Foto: The18

Ashley Young bersiap untuk mengambil tendangan sudut dari sisi kiri pertahanan Crystal Palace. Bola ia kirimkan kepada kepala Chris Smalling yang diteruskan kepada Victor Lindelof. Sundulan pemain Swedia tersebut terlalu lemah, namun kaki besar Romelu Lukaku berhasil lebih dulu menyambar bola dan menjadikannya gol kedua United sekaligus membuat para pendukung United yang hadir di Selhurst Park bersorak.

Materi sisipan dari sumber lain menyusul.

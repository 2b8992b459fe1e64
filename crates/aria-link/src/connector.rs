//! Transport seam and the production WebSocket connector.
//!
//! The supervisor never touches sockets directly. It asks a [`Connector`]
//! to begin an attempt and then consumes [`TransportEvent`]s tagged with
//! the attempt's epoch. Because every event carries its epoch, a late
//! event from a superseded socket is recognizable and ignorable, no matter
//! how the tasks interleave.

use futures::{SinkExt, StreamExt};
use tokio::sync::mpsc;
use tokio_tungstenite::connect_async;
use tokio_tungstenite::tungstenite::Message as WsMessage;
use tokio_util::sync::CancellationToken;
use tracing::{debug, warn};

use aria_protocol::Frame;

/// Something a live transport reported.
#[derive(Debug, Clone, PartialEq, Eq)]
pub enum TransportEvent {
    /// The session is established; frames may flow.
    Opened,
    /// The dial itself failed; no session ever existed.
    OpenFailed(String),
    /// A frame arrived from the companion.
    Message(Frame),
    /// An established session failed.
    Errored(String),
    /// The peer closed the session.
    Closed,
}

/// A transport event plus the epoch of the attempt that produced it.
pub type TaggedEvent = (u64, TransportEvent);

/// Write/teardown handle for one connection attempt.
///
/// Dropping the handle tears the attempt down.
#[derive(Debug)]
pub struct TransportHandle {
    outbound: mpsc::Sender<String>,
    cancel: CancellationToken,
}

impl TransportHandle {
    /// Build a handle from the attempt's outbound queue and cancel token.
    pub fn new(outbound: mpsc::Sender<String>, cancel: CancellationToken) -> Self {
        Self { outbound, cancel }
    }

    /// Queue an encoded frame for sending. Returns `false` if the queue is
    /// full or the transport is gone; the frame is dropped either way.
    pub fn send(&self, frame: String) -> bool {
        self.outbound.try_send(frame).is_ok()
    }

    /// Tear the attempt down. Idempotent.
    pub fn close(&self) {
        self.cancel.cancel();
    }
}

impl Drop for TransportHandle {
    fn drop(&mut self) {
        self.cancel.cancel();
    }
}

/// Opens transports toward the companion player.
pub trait Connector: Send + Sync + 'static {
    /// Begin a connection attempt to `url`.
    ///
    /// All outcomes, including dial failure, are delivered on `events`
    /// tagged with `epoch`. The returned handle queues outbound frames and
    /// tears the attempt down.
    fn connect(&self, url: &str, epoch: u64, events: mpsc::Sender<TaggedEvent>)
        -> TransportHandle;
}

/// Outbound queue depth per connection attempt.
const OUTBOUND_QUEUE: usize = 64;

/// Production [`Connector`] over `tokio-tungstenite`.
#[derive(Debug, Default)]
pub struct WsConnector;

impl Connector for WsConnector {
    fn connect(
        &self,
        url: &str,
        epoch: u64,
        events: mpsc::Sender<TaggedEvent>,
    ) -> TransportHandle {
        let (out_tx, out_rx) = mpsc::channel(OUTBOUND_QUEUE);
        let cancel = CancellationToken::new();
        let _ = tokio::spawn(run_ws(url.to_string(), epoch, events, out_rx, cancel.clone()));
        TransportHandle::new(out_tx, cancel)
    }
}

/// Drive one WebSocket session end to end.
async fn run_ws(
    url: String,
    epoch: u64,
    events: mpsc::Sender<TaggedEvent>,
    mut outbound: mpsc::Receiver<String>,
    cancel: CancellationToken,
) {
    debug!(%url, epoch, "dialing companion player");
    let dial = tokio::select! {
        () = cancel.cancelled() => return,
        result = connect_async(url.as_str()) => result,
    };

    let socket = match dial {
        Ok((socket, _response)) => socket,
        Err(e) => {
            debug!(%url, epoch, error = %e, "dial failed");
            let _ = events.send((epoch, TransportEvent::OpenFailed(e.to_string()))).await;
            return;
        }
    };

    debug!(%url, epoch, "session established");
    let (mut sink, mut stream) = socket.split();
    let _ = events.send((epoch, TransportEvent::Opened)).await;

    loop {
        tokio::select! {
            () = cancel.cancelled() => {
                let _ = sink.close().await;
                return;
            }
            queued = outbound.recv() => match queued {
                Some(text) => {
                    if let Err(e) = sink.send(WsMessage::text(text)).await {
                        warn!(epoch, error = %e, "send failed, frame dropped");
                    }
                }
                None => {
                    let _ = sink.close().await;
                    return;
                }
            },
            incoming = stream.next() => match incoming {
                Some(Ok(WsMessage::Text(text))) => {
                    let frame = Frame::Text(text.as_str().to_owned());
                    let _ = events.send((epoch, TransportEvent::Message(frame))).await;
                }
                Some(Ok(WsMessage::Binary(bytes))) => {
                    let frame = Frame::Binary(bytes.to_vec());
                    let _ = events.send((epoch, TransportEvent::Message(frame))).await;
                }
                // tungstenite answers protocol pings internally.
                Some(Ok(WsMessage::Ping(_) | WsMessage::Pong(_) | WsMessage::Frame(_))) => {}
                Some(Ok(WsMessage::Close(_))) | None => {
                    let _ = events.send((epoch, TransportEvent::Closed)).await;
                    return;
                }
                Some(Err(e)) => {
                    let _ = events
                        .send((epoch, TransportEvent::Errored(e.to_string())))
                        .await;
                    return;
                }
            },
        }
    }
}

Pada pertandingan itulah Manchester United terakhir kali mencetak gol melalui set-piece. Hingga tulisan ini ditulis, sudah 231 hari bola-bola mati yang dilepaskan United menjadi tidak berarti. Hal ini sangat disayangkan mengingat situasi ini kerap menjadi andalan Setan Merah dalam urusan membobol gawang lawannya pada masa lampau.

Produktivitas mereka musim ini terbilang sangat buruk. Setelah menang 4-0 melawan Chelsea pada pertandingan pertama, United hanya membuat lima gol saja dalam tujuh pertandingan berikutnya. Sembilan gol yang sudah dibuat dibuat masih kalah dari perolehan Aston Villa (peringkat 15) bahkan Norwich City (peringkat 19) yang jumlah golnya sebiji lebih banyak dibanding United.

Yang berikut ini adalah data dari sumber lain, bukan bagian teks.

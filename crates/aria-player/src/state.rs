//! Observable playback state, split into independent categories.
//!
//! The player side holds a [`StateFeed`] and writes into it whenever its
//! state moves; observers hold a [`StateWatch`] and await changes per
//! category. Categories are independent watch channels so a progress tick
//! never forces re-examining track metadata.

use tokio::sync::watch;

/// Host-side metadata for the loaded track.
#[derive(Debug, Clone, PartialEq, Default)]
pub struct TrackInfo {
    /// Stable track identifier.
    pub id: String,
    /// Display name of the track.
    pub name: String,
    /// Stable album identifier.
    pub album_id: String,
    /// Display name of the album.
    pub album_name: String,
    /// Credited artists, in display order.
    pub artists: Vec<ArtistInfo>,
    /// Track length in milliseconds.
    pub duration: f64,
}

/// One credited artist.
#[derive(Debug, Clone, PartialEq, Default)]
pub struct ArtistInfo {
    /// Stable artist identifier.
    pub id: String,
    /// Display name.
    pub name: String,
}

/// Where the current album cover lives.
#[derive(Debug, Clone, PartialEq)]
pub enum CoverRef {
    /// Cover addressed by URI.
    Uri(String),
    /// Cover held in memory.
    Data {
        /// MIME type, e.g. `image/jpeg`.
        mime_type: String,
        /// Base64-encoded image bytes.
        data: String,
    },
}

impl Default for CoverRef {
    fn default() -> Self {
        CoverRef::Uri(String::new())
    }
}

/// A timed word as the lyric source provides it, fractional times and all.
#[derive(Debug, Clone, PartialEq, Default)]
pub struct TimedWord {
    /// Word start in milliseconds. May be negative or non-finite.
    pub start_time: f64,
    /// Word end in milliseconds. May be negative or non-finite.
    pub end_time: f64,
    /// The word text.
    pub word: String,
    /// Transliterated word text.
    pub roman_word: String,
}

/// A timed line as the lyric source provides it.
#[derive(Debug, Clone, PartialEq, Default)]
pub struct TimedLine {
    /// Line start in milliseconds. May be negative or non-finite.
    pub start_time: f64,
    /// Line end in milliseconds. May be negative or non-finite.
    pub end_time: f64,
    /// Timed words making up the line.
    pub words: Vec<TimedWord>,
    /// Whether this is a background vocal line.
    pub is_bg: bool,
    /// Whether this line belongs to a duet partner.
    pub is_duet: bool,
    /// Translated line text, empty when absent.
    pub translated_lyric: String,
    /// Transliterated line text, empty when absent.
    pub roman_lyric: String,
}

/// The lyric document currently loaded, if any.
#[derive(Debug, Clone, PartialEq, Default)]
pub enum LyricDoc {
    /// No lyrics available for the current track.
    #[default]
    None,
    /// Line/word timing structure.
    Structured(Vec<TimedLine>),
    /// Raw TTML document.
    Ttml(String),
}

/// Whether playback is currently running.
#[derive(Debug, Clone, Copy, PartialEq, Eq, Default)]
pub enum PlayState {
    /// Playback is halted.
    #[default]
    Paused,
    /// Playback is running.
    Playing,
}

/// A point-in-time copy of every category.
#[derive(Debug, Clone, PartialEq, Default)]
pub struct StateSnapshot {
    /// Loaded track metadata.
    pub track: TrackInfo,
    /// Current album cover.
    pub cover: CoverRef,
    /// Current lyric document.
    pub lyrics: LyricDoc,
    /// Playback position in milliseconds.
    pub progress: f64,
    /// Output volume in `[0, 1]`.
    pub volume: f64,
    /// Whether playback is running.
    pub playing: PlayState,
}

/// Write half held by the player.
#[derive(Debug)]
pub struct StateFeed {
    track: watch::Sender<TrackInfo>,
    cover: watch::Sender<CoverRef>,
    lyrics: watch::Sender<LyricDoc>,
    progress: watch::Sender<f64>,
    volume: watch::Sender<f64>,
    playing: watch::Sender<PlayState>,
}

/// Read half held by observers.
#[derive(Debug, Clone)]
pub struct StateWatch {
    /// Track metadata changes.
    pub track: watch::Receiver<TrackInfo>,
    /// Album cover changes.
    pub cover: watch::Receiver<CoverRef>,
    /// Lyric document changes.
    pub lyrics: watch::Receiver<LyricDoc>,
    /// Position changes.
    pub progress: watch::Receiver<f64>,
    /// Volume changes.
    pub volume: watch::Receiver<f64>,
    /// Play/pause changes.
    pub playing: watch::Receiver<PlayState>,
}

/// Create a connected feed/watch pair with default-valued categories.
pub fn state_channel() -> (StateFeed, StateWatch) {
    let (track_tx, track_rx) = watch::channel(TrackInfo::default());
    let (cover_tx, cover_rx) = watch::channel(CoverRef::default());
    let (lyrics_tx, lyrics_rx) = watch::channel(LyricDoc::default());
    let (progress_tx, progress_rx) = watch::channel(0.0);
    let (volume_tx, volume_rx) = watch::channel(1.0);
    let (playing_tx, playing_rx) = watch::channel(PlayState::default());
    (
        StateFeed {
            track: track_tx,
            cover: cover_tx,
            lyrics: lyrics_tx,
            progress: progress_tx,
            volume: volume_tx,
            playing: playing_tx,
        },
        StateWatch {
            track: track_rx,
            cover: cover_rx,
            lyrics: lyrics_rx,
            progress: progress_rx,
            volume: volume_rx,
            playing: playing_rx,
        },
    )
}

impl StateFeed {
    /// Publish new track metadata.
    pub fn set_track(&self, track: TrackInfo) {
        let _ = self.track.send_replace(track);
    }

    /// Publish a new album cover.
    pub fn set_cover(&self, cover: CoverRef) {
        let _ = self.cover.send_replace(cover);
    }

    /// Publish a new lyric document.
    pub fn set_lyrics(&self, lyrics: LyricDoc) {
        let _ = self.lyrics.send_replace(lyrics);
    }

    /// Publish the playback position in milliseconds.
    pub fn set_progress(&self, progress: f64) {
        let _ = self.progress.send_replace(progress);
    }

    /// Publish the output volume.
    pub fn set_volume(&self, volume: f64) {
        let _ = self.volume.send_replace(volume);
    }

    /// Publish the play/pause state.
    pub fn set_playing(&self, playing: PlayState) {
        let _ = self.playing.send_replace(playing);
    }
}

impl StateWatch {
    /// Copy the current value of every category.
    pub fn snapshot(&self) -> StateSnapshot {
        StateSnapshot {
            track: self.track.borrow().clone(),
            cover: self.cover.borrow().clone(),
            lyrics: self.lyrics.borrow().clone(),
            progress: *self.progress.borrow(),
            volume: *self.volume.borrow(),
            playing: *self.playing.borrow(),
        }
    }
}

#[cfg(test)]
mod tests {
    use super::*;

    #[tokio::test]
    async fn categories_change_independently() {
        let (feed, mut watch) = state_channel();

        feed.set_progress(1500.0);
        watch.progress.changed().await.unwrap();
        assert_eq!(*watch.progress.borrow_and_update(), 1500.0);

        // No other category was marked changed.
        assert!(!watch.track.has_changed().unwrap());
        assert!(!watch.volume.has_changed().unwrap());
    }

    #[tokio::test]
    async fn snapshot_reflects_latest_values() {
        let (feed, watch) = state_channel();

        feed.set_track(TrackInfo { name: "Aubade".into(), ..TrackInfo::default() });
        feed.set_playing(PlayState::Playing);
        feed.set_volume(0.4);

        let snap = watch.snapshot();
        assert_eq!(snap.track.name, "Aubade");
        assert_eq!(snap.playing, PlayState::Playing);
        assert_eq!(snap.volume, 0.4);
        assert_eq!(snap.lyrics, LyricDoc::None);
    }

    #[tokio::test]
    async fn updates_survive_with_no_watchers() {
        let (feed, watch) = state_channel();
        drop(watch);
        // send_replace never fails, and later subscribers see the value.
        feed.set_volume(0.1);
    }
}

Padahal mereka dibekali dengan pemain-pemain depan yang kemampuan mencetak golnya cukup mumpuni. Sebut saja Marcus Rashford, Anthony Martial, Daniel James, hingga penyerang belia Mason Greenwood. Namun keempat nama ini belum bisa membuat lini depan United begitu tajam. Bahkan Rashford mencetak dua dari tiga golnya musim ini melalui titik penalti. Begitu pula dengan Jesse Lingard yang sudah hampir setahun tidak bisa membuat gol meski pergerakannya lebih dekat dengan sepertiga akhir pertahanan lawan.

“Jika Rashford gagal mencetak gol, maka Anda tidak bisa menggantungkan diri kepada Daniel James sebagai solusi masalah lini depan Manchester United. Saya kira, Anda harus melihat ke bangku cadangan Manchester United dan melihat kalau bangku cadangan mereka cukup lemah. Tidak ada pemain yang bisa menjadi ancaman nyata untuk mengubah pertandingan,” tutur Danny Mills beberapa waktu lalu.

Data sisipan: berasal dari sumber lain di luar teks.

//! Command seam into the playback backend.

use async_trait::async_trait;
use thiserror::Error;
use tokio::sync::broadcast;

/// One chunk of raw audio bytes from the player's output tap.
pub type AudioFrame = Vec<u8>;

/// Errors a playback backend may report for a rejected request.
#[derive(Debug, Error)]
pub enum PlayerError {
    /// The backend refused or failed the operation.
    #[error("playback backend error: {0}")]
    Backend(String),
    /// No track is loaded, so the operation has no target.
    #[error("no track is loaded")]
    NoTrack,
}

/// Commands the link layer can issue against the playback backend.
///
/// Implementations must be cheap to call concurrently; the link layer
/// issues at most one call per received command frame and never retries.
#[async_trait]
pub trait PlayerControl: Send + Sync {
    /// Halt playback, keeping the current position.
    async fn pause(&self) -> Result<(), PlayerError>;

    /// Resume playback from the current position.
    async fn resume(&self) -> Result<(), PlayerError>;

    /// Skip to the next track in the queue.
    async fn next_track(&self) -> Result<(), PlayerError>;

    /// Return to the previous track in the queue.
    async fn previous_track(&self) -> Result<(), PlayerError>;

    /// Set the output volume, nominally in `[0, 1]`.
    async fn set_volume(&self, volume: f64) -> Result<(), PlayerError>;

    /// Seek to an absolute position in milliseconds.
    async fn seek_to(&self, progress: f64) -> Result<(), PlayerError>;

    /// Start the audio output tap and subscribe to its frames.
    ///
    /// Each call must be balanced by one [`PlayerControl::release_audio_data`]
    /// once the subscription is no longer needed.
    fn acquire_audio_data(&self) -> broadcast::Receiver<AudioFrame>;

    /// Balance a prior [`PlayerControl::acquire_audio_data`] call.
    fn release_audio_data(&self);
}

#[cfg(test)]
mod tests {
    use super::*;
    use parking_lot::Mutex;
    use std::sync::Arc;

    struct CountingPlayer {
        taps: Mutex<i32>,
        audio_tx: broadcast::Sender<AudioFrame>,
    }

    #[async_trait]
    impl PlayerControl for CountingPlayer {
        async fn pause(&self) -> Result<(), PlayerError> {
            Ok(())
        }
        async fn resume(&self) -> Result<(), PlayerError> {
            Ok(())
        }
        async fn next_track(&self) -> Result<(), PlayerError> {
            Err(PlayerError::NoTrack)
        }
        async fn previous_track(&self) -> Result<(), PlayerError> {
            Ok(())
        }
        async fn set_volume(&self, _volume: f64) -> Result<(), PlayerError> {
            Ok(())
        }
        async fn seek_to(&self, _progress: f64) -> Result<(), PlayerError> {
            Ok(())
        }
        fn acquire_audio_data(&self) -> broadcast::Receiver<AudioFrame> {
            *self.taps.lock() += 1;
            self.audio_tx.subscribe()
        }
        fn release_audio_data(&self) {
            *self.taps.lock() -= 1;
        }
    }

    #[tokio::test]
    async fn trait_object_is_usable_behind_arc() {
        let (audio_tx, _) = broadcast::channel(4);
        let player: Arc<dyn PlayerControl> =
            Arc::new(CountingPlayer { taps: Mutex::new(0), audio_tx });

        player.pause().await.unwrap();
        assert!(matches!(player.next_track().await, Err(PlayerError::NoTrack)));
    }

    #[tokio::test]
    async fn audio_tap_delivers_frames_while_held() {
        let (audio_tx, _) = broadcast::channel(4);
        let player = CountingPlayer { taps: Mutex::new(0), audio_tx: audio_tx.clone() };

        let mut rx = player.acquire_audio_data();
        assert_eq!(*player.taps.lock(), 1);

        let _ = audio_tx.send(vec![1, 2, 3]);
        assert_eq!(rx.recv().await.unwrap(), vec![1, 2, 3]);

        player.release_audio_data();
        assert_eq!(*player.taps.lock(), 0);
    }
}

Jangankan untuk mencetak gol, mengkreasikan peluang saja mereka nampak kesulitan. Dalam laga melawan Newcastle misalnya, tidak ada umpan-umpan vertikal ke depan yang bisa memecahkan situasi deadlock. Yang lebih parah bahkan terjadi ketika mereka ditahan imbang AZ Alkmaar tanpa gol. Saat itu, tidak ada shoot on target yang berhasil mereka lakukan.

Solskjaer memiliki masalah yang masih sulit dipecahkan untuk posisi lini depan. Selain mengatur proses gol dari situasi open play, United juga tidak piawai dalam memanfaatkan bola-bola mati mereka musim ini. Padahal, musim ini kesempatan mereka untuk mencetak gol dari situasi tersebut cukup banyak.

Musim ini, United memiliki rata-rata 5,1 sepak pojok per pertandingan, namun tidak ada satu pun yang bisa membuahkan gol. Bahkan menurut data dari Manchester Evening News, United berada dalam ranking paling bawah soal urusan mencetak gol dari sepak pojok sepanjang empat musim terakhir.

Pada musim 2018/2019, Setan Merah mendapat total pelanggaran 100 kali di sepertiga akhir lapangan. Pada musim yang sama, ada 200 sepak pojok yang mereka raih. Musim ini, 28 pelanggaran diterima United di sepertiga akhir dan menjadikan mereka sebagai kesebelasan terbanyak yang dilanggar di wilayah tersebut.

Sebenarnya, Manchester United tidak kekurangan pemain-pemain yang jago dalam duel udara. Mereka punya Harry Maguire. Pemain termahal United musim ini tersebut sudah 35 kali memenangi duel udara dari 48 percobaan. Victor Lindelof berada di bawahnya dengan 22 kali sukses memenangi duel udara. Kapasitas mereka dalam berduel sebenarnya bisa berguna dalam situasi-situasi set piece seperti ini, namun kebanyakan dari peluang mereka di depan gawang justru tidak menemui sasaran.

United sebenarnya punya peluang untuk mengakhiri paceklik ini. Pada laga melawan Arsenal, Scott McTominay terbebas dari kawalan dan tinggal menceploskan bola seandainya dia lebih tenang. Sayang, bola justru terbang ke langit Old Trafford. Begitu juga ketika Harry Maguire yang sundulannya meleset tipis dalam laga melawan Newcastle United.

Permasalahan terbesar United soal bola-bola mati ini sebenarnya berada dari para sang eksekutor. United tidak punya pemain yang benar-benar handal dalam mengeksekusi set-piece. Eksekutor mereka, untuk sepak pojok khususnya, kerap berganti-ganti. Dari Ashley Young, Andreas Pereira, Marcus Rashford, Jesse Lingard, Juan Mata, dan Paul Pogba, semuanya pernah menjadi penendang bola-bola mati United. Sayangnya, mereka semua tidak dibekali konsistensi dalam hal akurasi yang membuat peluang ini menjadi terbuang sia-sia.

Selain itu, mereka juga kekurangan variasi. Dengan keberadaan Harry Maguire, bola-bola mati United kerap diarahkan kepadanya. Biasanya, Ashley Young yang akan menjadi penendang karena dia bisa melepaskan bola lambung melayang untuk kemudian disambut oleh Maguire. Hal ini seperti yang pernah mereka lakukan ketika Inggris melawan Swedia pada Piala Dunia 2018 lalu saat Maguire sukses menyarangkan satu gol dari situasi tersebut.

Sangat jarang United melakukan variasi sepak pojok seperti menempatkan ke tiang dekat, ke tengah kotak penalti, atau bahkan ke tiang jauh. Variasi-variasi seperti ini yang perlu dilakukan agar skema bola mati United tidak terkesan monoton.

***

Akhir pekan nanti, United akan bertemu dengan Liverpool, kesebelasan yang cukup sering mencetak gol dari situasi set piece. Si Merah dikenal sebagai tim yang memiliki variasi bola-bola mati yang kreatif. Maklum saja karena mereka menekankan latihan khusus soal situasi ini. Tugas yang cukup berat bagi lini belakang Setan Merah.